▶ ACTION ITEM
What you return must be every line from the beginning of the data through the line holding "fn fmt(&self, f: &mut", unchanged.

Stored records:

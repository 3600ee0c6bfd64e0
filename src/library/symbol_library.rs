use std::fmt;

use super::category::Category;

/// A symbol library loaded from one file.
#[derive(Debug, Clone)]
pub struct Library {
    name: String,
    filename: String,
    is_std: bool,
    categories: Vec<Category>,
}

impl Library {
    pub(crate) fn new(name: impl Into<String>, filename: impl Into<String>, is_std: bool) -> Self {
        Self {
            name: name.into(),
            filename: filename.into(),
            is_std,
            categories: Vec::new(),
        }
    }

    pub fn name(&self) -> &str {
        &self.name
    }

    pub(crate) fn set_name(&mut self, name: impl Into<String>) {
        self.name = name.into();
    }

    /// File stem of the library, also the key prefix of its macros
    pub fn filename(&self) -> &str {
        &self.filename
    }

    /// Standard libraries ship with the editor and are read-only
    pub fn is_std_lib(&self) -> bool {
        self.is_std
    }

    /// Categories in display order
    pub fn all_categories(&self) -> &[Category] {
        &self.categories
    }

    pub(crate) fn categories_mut(&mut self) -> &mut Vec<Category> {
        &mut self.categories
    }

    /// Look a category up by name.
    pub fn category(&self, name: &str) -> Option<&Category> {
        self.categories.iter().find(|c| c.name() == name)
    }

    pub(crate) fn category_index(&self, name: &str) -> Option<usize> {
        self.categories.iter().position(|c| c.name() == name)
    }

    pub(crate) fn add_category(&mut self, category: Category) -> usize {
        self.categories.push(category);
        self.categories.len() - 1
    }

    /// Whether any category holds a macro with the given plain key.
    /// No key at all always matches.
    pub fn contains_macro_key(&self, key: Option<&str>) -> bool {
        if key.is_none() {
            return true;
        }
        self.categories.iter().any(|c| c.contains_macro_key(key))
    }
}

impl fmt::Display for Library {
    fn fmt(&self, f: &mut fmt::Formatter<'_>) -> fmt::Result {
        f.write_str(&self.name)
    }
}
//! Bevy systems driving the drawing history.

use std::path::PathBuf;

use bevy::prelude::*;

use super::buffer::Result;
use super::messages::{DrawingRestored, HistoryRequest};
use super::session::UndoSession;
use super::undo_state::UndoState;
use super::DrawingHistory;
use crate::config::AppConfig;
use crate::library::systems::record_library_edit;
use crate::library::{
    Libraries, LibraryDirResolver, LibraryEdit, LibraryModel, LibraryUndo, LibraryUndoExecutor,
};

#[derive(Debug, Clone, Copy)]
enum Step {
    Undo,
    Redo,
}

/// Move through the history, restoring library snapshots when both the
/// model and the executor are available. Returns the new state and whether
/// any library snapshot was restored.
fn step(
    session: &mut UndoSession,
    direction: Step,
    libraries: Option<&mut LibraryModel>,
    executor: Option<&mut LibraryUndoExecutor>,
    resolver: &dyn LibraryDirResolver,
) -> Result<(UndoState, bool)> {
    match (libraries, executor) {
        (Some(model), Some(executor)) => {
            let mut restorer = executor.restorer(resolver, model);
            let state = match direction {
                Step::Undo => session.undo(Some(&mut restorer))?,
                Step::Redo => session.redo(Some(&mut restorer))?,
            };
            Ok((state, restorer.restored() > 0))
        }
        _ => {
            let state = match direction {
                Step::Undo => session.undo(None)?,
                Step::Redo => session.redo(None)?,
            };
            Ok((state, false))
        }
    }
}

fn run_step(
    direction: Step,
    history: &mut DrawingHistory,
    libraries: Option<&mut Libraries>,
    library_undo: Option<&mut LibraryUndo>,
    config: Option<&AppConfig>,
    restored: &mut MessageWriter<DrawingRestored>,
) {
    let fallback: PathBuf = libraries
        .as_deref()
        .map(|l| l.0.library_dir().to_path_buf())
        .unwrap_or_default();
    let resolver: &dyn LibraryDirResolver = match config {
        Some(config) => config,
        None => &fallback,
    };

    let result = step(
        &mut history.0,
        direction,
        libraries.map(|l| &mut l.0),
        library_undo.map(|u| &mut u.executor),
        resolver,
    );

    match result {
        Ok((state, libraries_restored)) => {
            debug!("{:?} -> {}", direction, state);
            restored.write(DrawingRestored {
                state,
                libraries_restored,
            });
        }
        Err(e) => debug!("{:?} ignored: {}", direction, e),
    }
}

fn edit_libraries(
    session: &mut UndoSession,
    libraries: Option<&mut Libraries>,
    library_undo: Option<&LibraryUndo>,
    edit: &LibraryEdit,
) {
    let (Some(libraries), Some(library_undo)) = (libraries, library_undo) else {
        warn!("Library edit {:?} ignored: libraries are not loaded", edit);
        return;
    };
    if let Err(e) = record_library_edit(&mut libraries.0, library_undo, session, edit) {
        warn!("Library edit {:?} failed: {}", edit, e);
    }
}

/// System applying history requests in the order they were written
pub fn handle_history_requests(
    mut events: MessageReader<HistoryRequest>,
    mut history: ResMut<DrawingHistory>,
    mut libraries: Option<ResMut<Libraries>>,
    mut library_undo: Option<ResMut<LibraryUndo>>,
    config: Option<Res<AppConfig>>,
    mut restored: MessageWriter<DrawingRestored>,
) {
    for request in events.read() {
        match request {
            HistoryRequest::Save { text } => history.0.save_undo_state(text.clone()),
            HistoryRequest::Reset { text } => {
                history.0.reset(text.clone());
                info!("Undo history reset");
            }
            HistoryRequest::Undo => run_step(
                Step::Undo,
                &mut history,
                libraries.as_deref_mut(),
                library_undo.as_deref_mut(),
                config.as_deref(),
                &mut restored,
            ),
            HistoryRequest::Redo => run_step(
                Step::Redo,
                &mut history,
                libraries.as_deref_mut(),
                library_undo.as_deref_mut(),
                config.as_deref(),
                &mut restored,
            ),
            HistoryRequest::EditLibrary(edit) => edit_libraries(
                &mut history.0,
                libraries.as_deref_mut(),
                library_undo.as_deref(),
                edit,
            ),
            HistoryRequest::Cleanup => history.0.clean_temporary_dirs(),
        }
    }
}

/// System to delete the library snapshots when the app closes
pub fn cleanup_on_exit(mut exits: MessageReader<AppExit>, mut history: ResMut<DrawingHistory>) {
    if exits.read().count() > 0 {
        history.0.clean_temporary_dirs();
    }
}

/// Startup system to size the history from the configuration
pub fn configure_history(config: Option<Res<AppConfig>>, mut history: ResMut<DrawingHistory>) {
    let Some(config) = config else {
        return;
    };
    let levels = config.data.undo_levels;
    if levels != history.0.history().capacity() {
        history.0 = UndoSession::new(levels, String::new());
        info!("Undo history keeps {} states", levels);
    }
}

▶ EXPECTED OUTPUT
repository 3600ee0c6bfd64e0
filename src/library/symbol_library.rs
use std::fmt;

use super::category::Category;

/// A symbol library loaded from one file.
#[derive(Debug, Clone)]
pub struct Library {
    name: String,
    filename: String,
    is_std: bool,
    categories: Vec<Category>,
}

impl Library {
    pub(crate) fn new(name: impl Into<String>, filename: impl Into<String>, is_std: bool) -> Self {
        Self {
            name: name.into(),
            filename: filename.into(),
            is_std,
            categories: Vec::new(),
        }
    }

    pub fn name(&self) -> &str {
        &self.name
    }

    pub(crate) fn set_name(&mut self, name: impl Into<String>) {
        self.name = name.into();
    }

    /// File stem of the library, also the key prefix of its macros
    pub fn filename(&self) -> &str {
        &self.filename
    }

    /// Standard libraries ship with the editor and are read-only
    pub fn is_std_lib(&self) -> bool {
        self.is_std
    }

    /// Categories in display order
    pub fn all_categories(&self) -> &[Category] {
        &self.categories
    }

    pub(crate) fn categories_mut(&mut self) -> &mut Vec<Category> {
        &mut self.categories
    }

    /// Look a category up by name.
    pub fn category(&self, name: &str) -> Option<&Category> {
        self.categories.iter().find(|c| c.name() == name)
    }

    pub(crate) fn category_index(&self, name: &str) -> Option<usize> {
        self.categories.iter().position(|c| c.name() == name)
    }

    pub(crate) fn add_category(&mut self, category: Category) -> usize {
        self.categories.push(category);
        self.categories.len() - 1
    }

    /// Whether any category holds a macro with the given plain key.
    /// No key at all always matches.
    pub fn contains_macro_key(&self, key: Option<&str>) -> bool {
        if key.is_none() {
            return true;
        }
        self.categories.iter().any(|c| c.contains_macro_key(key))
    }
}

impl fmt::Display for Library {
    fn fmt(&self, f: &mut fmt::Formatter<'_>) -> fmt::Result {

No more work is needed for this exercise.